Requirements insurers and advisers must adhere to
According to Lamola, “the Joint Standard 1 of 2023 and Joint Standard 2 of 2024 information technology and cybersecurity-related compliance requirements must be implemented either by just insurers (in the case of Joint Standard 2 of 2024) or insurers and financial advisers (in the case of Joint Standard 1 of 2023). These compliance obligations are more specific to policy measures and processes. These are expected to impact industry practices related to technology infrastructure broadly.”
Memon added that the “Joint Standard 1 of 2024 is expected to impact the compliance obligations related to outsourcing by insurers. While this guidance notice still impacts the outsourcing of material functions, it may impact what considerations insurers must take into account when outsourcing these functions. In particular, there is now a requirement for insurers to assess contingency plans of third parties when outsourcing material functions.”
“Guidance Notice 1 of 2024 is expected to impact the already existing risk management and assessment obligations of insurers. This may require insurers to adapt their existing risk management and assessment practices to climate-related risks. Since this requirement is very recent, it remains to be seen what practical measures may be taken to adapt risk management and assessment practices,” continued Memon.
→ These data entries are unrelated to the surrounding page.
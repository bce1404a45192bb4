// Error types shared by every board operation.

use serde::Serialize;
use thiserror::Error;

pub type Result<T> = std::result::Result<T, BoardError>;

/// The kind of record a lookup failed on.
#[derive(Debug, Clone, Copy, PartialEq, Eq, Serialize)]
#[serde(rename_all = "lowercase")]
pub enum Entity {
    Player,
    Team,
}

impl std::fmt::Display for Entity {
    fn fmt(&self, f: &mut std::fmt::Formatter<'_>) -> std::fmt::Result {
        match self {
            Entity::Player => write!(f, "player"),
            Entity::Team => write!(f, "team"),
        }
    }
}

#[derive(Debug, Error)]
pub enum BoardError {
    #[error("{entity} {id} not found")]
    NotFound { entity: Entity, id: i64 },

    #[error("player {player_id} has already been drafted")]
    AlreadyDrafted { player_id: i64 },

    #[error("teams already initialized ({existing} exist); clear teams first")]
    AlreadyInitialized { existing: usize },

    #[error("invalid `{field}`: {message}")]
    InvalidArgument { field: String, message: String },

    #[error("team {team_id} cannot afford ${price} (remaining ${remaining})")]
    InsufficientBudget {
        team_id: i64,
        price: u32,
        remaining: u32,
    },

    #[error("team name `{name}` already exists")]
    DuplicateName { name: String },

    #[error("storage error: {0}")]
    Storage(#[from] rusqlite::Error),
}

/// Transport-facing classification of a [`BoardError`].
#[derive(Debug, Clone, Copy, PartialEq, Eq, Serialize)]
#[serde(rename_all = "SCREAMING_SNAKE_CASE")]
pub enum ErrorKind {
    NotFound,
    AlreadyDrafted,
    AlreadyInitialized,
    InvalidArgument,
    InsufficientBudget,
    DuplicateName,
    Storage,
}

impl BoardError {
    pub fn kind(&self) -> ErrorKind {
        match self {
            BoardError::NotFound { .. } => ErrorKind::NotFound,
            BoardError::AlreadyDrafted { .. } => ErrorKind::AlreadyDrafted,
            BoardError::AlreadyInitialized { .. } => ErrorKind::AlreadyInitialized,
            BoardError::InvalidArgument { .. } => ErrorKind::InvalidArgument,
            BoardError::InsufficientBudget { .. } => ErrorKind::InsufficientBudget,
            BoardError::DuplicateName { .. } => ErrorKind::DuplicateName,
            BoardError::Storage(_) => ErrorKind::Storage,
        }
    }

    pub(crate) fn player_not_found(id: i64) -> Self {
        BoardError::NotFound {
            entity: Entity::Player,
            id,
        }
    }

    pub(crate) fn team_not_found(id: i64) -> Self {
        BoardError::NotFound {
            entity: Entity::Team,
            id,
        }
    }

    pub(crate) fn invalid(field: &str, message: impl Into<String>) -> Self {
        BoardError::InvalidArgument {
            field: field.to_string(),
            message: message.into(),
        }
    }
}
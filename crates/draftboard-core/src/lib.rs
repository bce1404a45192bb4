// Library root: the draft board's consistency core.

pub mod board;
pub mod db;
pub mod draft;
pub mod error;
pub mod ingest;
pub mod model;
pub mod players;
pub mod teams;

pub use board::Board;
pub use draft::{DraftRequest, PriceInput};
pub use error::{BoardError, ErrorKind};
pub use model::{NewPlayer, Player, Position, Team};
Insurers, Memon said, will have to disclose the contact details and availability of the NFO to customers in the manner set out in the NFO Rules. Aside from this, there are no additional compliance requirements that arise from the NFO.
Overarching trends regarding regulatory priorities
According to Lamola, there is a growing emphasis on enhancing protections and practices related to technology infrastructure, reflecting the advanced technologies used in the financial services sector. “Environmental obligations are also gaining focus, aligning with global initiatives to integrate Environmental, Social and Governance (ESG) and sustainable finance. The PA sees insurers as critical in managing climate-related risks.”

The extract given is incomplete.